(Stored data)
---+---

use axum::{
    extract::{Path, Query, State},
    http::StatusCode,
    response::Json,
};
use chrono::NaiveDate;
use serde::Deserialize;
use utoipa::ToSchema;
use uuid::Uuid;
use validator::Validate;

use crate::auth::AuthUser;
use crate::errors::ServiceError;
use crate::handlers::common;
use crate::services::orders::{
    CreateOrderRequest, DailySummaryResponse, OrderListQuery, OrderResponse, OrderSummaryResponse,
    UpdateOrderStatusRequest,
};
use crate::{ApiResponse, AppState, PaginatedResponse};

#[derive(Debug, Deserialize, ToSchema)]
pub struct DailySummaryQuery {
    /// Defaults to today (UTC)
    pub date: Option<NaiveDate>,
}

#[utoipa::path(
    get,
    path = "/api/v1/orders",
    summary = "List orders",
    description = "Get a paginated list of orders with optional status and date filtering. Sales accounts only see their own orders.",
    params(
        ("page" = Option<u64>, Query, description = "Page number (default: 1)"),
        ("limit" = Option<u64>, Query, description = "Items per page (default: 20)"),
        ("status" = Option<String>, Query, description = "Filter by order status"),
        ("date_from" = Option<String>, Query, description = "Earliest order date (YYYY-MM-DD)"),
        ("date_to" = Option<String>, Query, description = "Latest order date (YYYY-MM-DD)"),
        ("sales_person_id" = Option<Uuid>, Query, description = "Filter by sales person (admins only, ignored otherwise)"),
    ),
    responses(
        (status = 200, description = "Orders retrieved", body = ApiResponse<PaginatedResponse<OrderResponse>>,
            headers(("X-Request-Id" = String, description = "Unique request id"))
        ),
        (status = 400, description = "Invalid filter", body = crate::errors::ErrorResponse),
        (status = 401, description = "Unauthorized", body = crate::errors::ErrorResponse),
    ),
    security(("Bearer" = []))
)]
pub async fn list_orders(
    State(state): State<AppState>,
    auth_user: AuthUser,
    Query(query): Query<OrderListQuery>,
) -> Result<Json<ApiResponse<PaginatedResponse<OrderResponse>>>, ServiceError> {
    let orders = state.services.orders.list_orders(&auth_user, query).await?;
    Ok(Json(ApiResponse::success(orders)))
}

#[utoipa::path(
    get,
    path = "/api/v1/orders/summary",
    summary = "Order summary",
    description = "Status counts and total value across the caller's visible orders",
    responses(
        (status = 200, description = "Summary retrieved", body = ApiResponse<OrderSummaryResponse>),
        (status = 401, description = "Unauthorized", body = crate::errors::ErrorResponse),
    ),
    security(("Bearer" = []))
)]
pub async fn order_summary(
    State(state): State<AppState>,
    auth_user: AuthUser,
) -> Result<Json<ApiResponse<OrderSummaryResponse>>, ServiceError> {
    let summary = state.services.orders.summary(&auth_user).await?;
    Ok(Json(ApiResponse::success(summary)))
}

#[utoipa::path(
    get,
    path = "/api/v1/orders/daily-summary",
    summary = "Daily order summary",
    description = "Order count and value for one calendar day, defaulting to today",
    params(("date" = Option<String>, Query, description = "Day to summarize (YYYY-MM-DD)")),
    responses(
        (status = 200, description = "Summary retrieved", body = ApiResponse<DailySummaryResponse>),
        (status = 401, description = "Unauthorized", body = crate::errors::ErrorResponse),
    ),
    security(("Bearer" = []))
)]
pub async fn daily_summary(
    State(state): State<AppState>,
    auth_user: AuthUser,
    Query(query): Query<DailySummaryQuery>,
) -> Result<Json<ApiResponse<DailySummaryResponse>>, ServiceError> {
    let summary = state
        .services
        .orders
        .daily_summary(&auth_user, query.date)
        .await?;
    Ok(Json(ApiResponse::success(summary)))
}

#[utoipa::path(
    get,
    path = "/api/v1/orders/{id}",
    summary = "Get order",
    description = "Fetch one order with its line items",
    params(("id" = Uuid, Path, description = "Order id")),
    responses(
        (status = 200, description = "Order retrieved", body = ApiResponse<OrderResponse>),
        (status = 403, description = "Order belongs to another sales person", body = crate::errors::ErrorResponse),
        (status = 404, description = "Order not found", body = crate::errors::ErrorResponse),
    ),
    security(("Bearer" = []))
)]
pub async fn get_order(
    State(state): State<AppState>,
    Path(id): Path<Uuid>,
    auth_user: AuthUser,
) -> Result<Json<ApiResponse<OrderResponse>>, ServiceError> {
    let order = state.services.orders.get_order(id, &auth_user).await?;
    Ok(Json(ApiResponse::success(order)))
}

#[utoipa::path(
    post,
    path = "/api/v1/orders",
    summary = "Create order",
    description = "Create a new order with line items. Line totals and the order total are computed server-side in one transaction.",
    request_body = CreateOrderRequest,
    responses(
        (status = 201, description = "Order created", body = ApiResponse<OrderResponse>,
            headers(("X-Request-Id" = String, description = "Unique request id"))
        ),
        (status = 400, description = "Invalid request data", body = crate::errors::ErrorResponse),
        (status = 401, description = "Unauthorized", body = crate::errors::ErrorResponse),
        (status = 404, description = "Product not found", body = crate::errors::ErrorResponse),
        (status = 422, description = "Insufficient stock", body = crate::errors::ErrorResponse),
        (status = 500, description = "Internal server error", body = crate::errors::ErrorResponse),
    ),
    security(("Bearer" = []))
)]
pub async fn create_order(
    State(state): State<AppState>,
    auth_user: AuthUser,
    Json(request): Json<CreateOrderRequest>,
) -> Result<(StatusCode, Json<ApiResponse<OrderResponse>>), ServiceError> {
    if let Err(validation_errors) = request.validate() {
        let errors = common::validation_messages(&validation_errors);
        return Ok((
            StatusCode::BAD_REQUEST,
            Json(ApiResponse::validation_errors(errors)),
        ));
    }

    let order = state.services.orders.create_order(&auth_user, request).await?;
    Ok((StatusCode::CREATED, Json(ApiResponse::success(order))))
}

#[utoipa::path(
    put,
    path = "/api/v1/orders/{id}/status",
    summary = "Update order status",
    description = "Move an order along pending -> processing -> delivered, or cancel it from a non-terminal state",
    params(("id" = Uuid, Path, description = "Order id")),
    request_body = UpdateOrderStatusRequest,
    responses(
        (status = 200, description = "Status updated", body = ApiResponse<OrderResponse>),
        (status = 400, description = "Invalid status transition", body = crate::errors::ErrorResponse),
        (status = 403, description = "Order belongs to another sales person", body = crate::errors::ErrorResponse),
        (status = 404, description = "Order not found", body = crate::errors::ErrorResponse),
    ),
    security(("Bearer" = []))
)]
pub async fn update_order_status(
    State(state): State<AppState>,
    Path(id): Path<Uuid>,
    auth_user: AuthUser,
    Json(request): Json<UpdateOrderStatusRequest>,
) -> Result<Json<ApiResponse<OrderResponse>>, ServiceError> {
    let order = state
        .services
        .orders
        .update_status(id, &auth_user, request)
        .await?;
    Ok(Json(ApiResponse::success(order)))
}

---+---

What you give back should be only the lines of the records above, starting at the line with "a new order" and ending at the line with "(status = 201, description", restated word for word.

    description = "Create a new order with line items. Line totals and the order total are computed server-side in one transaction.",
    request_body = CreateOrderRequest,
    responses(
        (status = 201, description = "Order created", body = ApiResponse<OrderResponse>,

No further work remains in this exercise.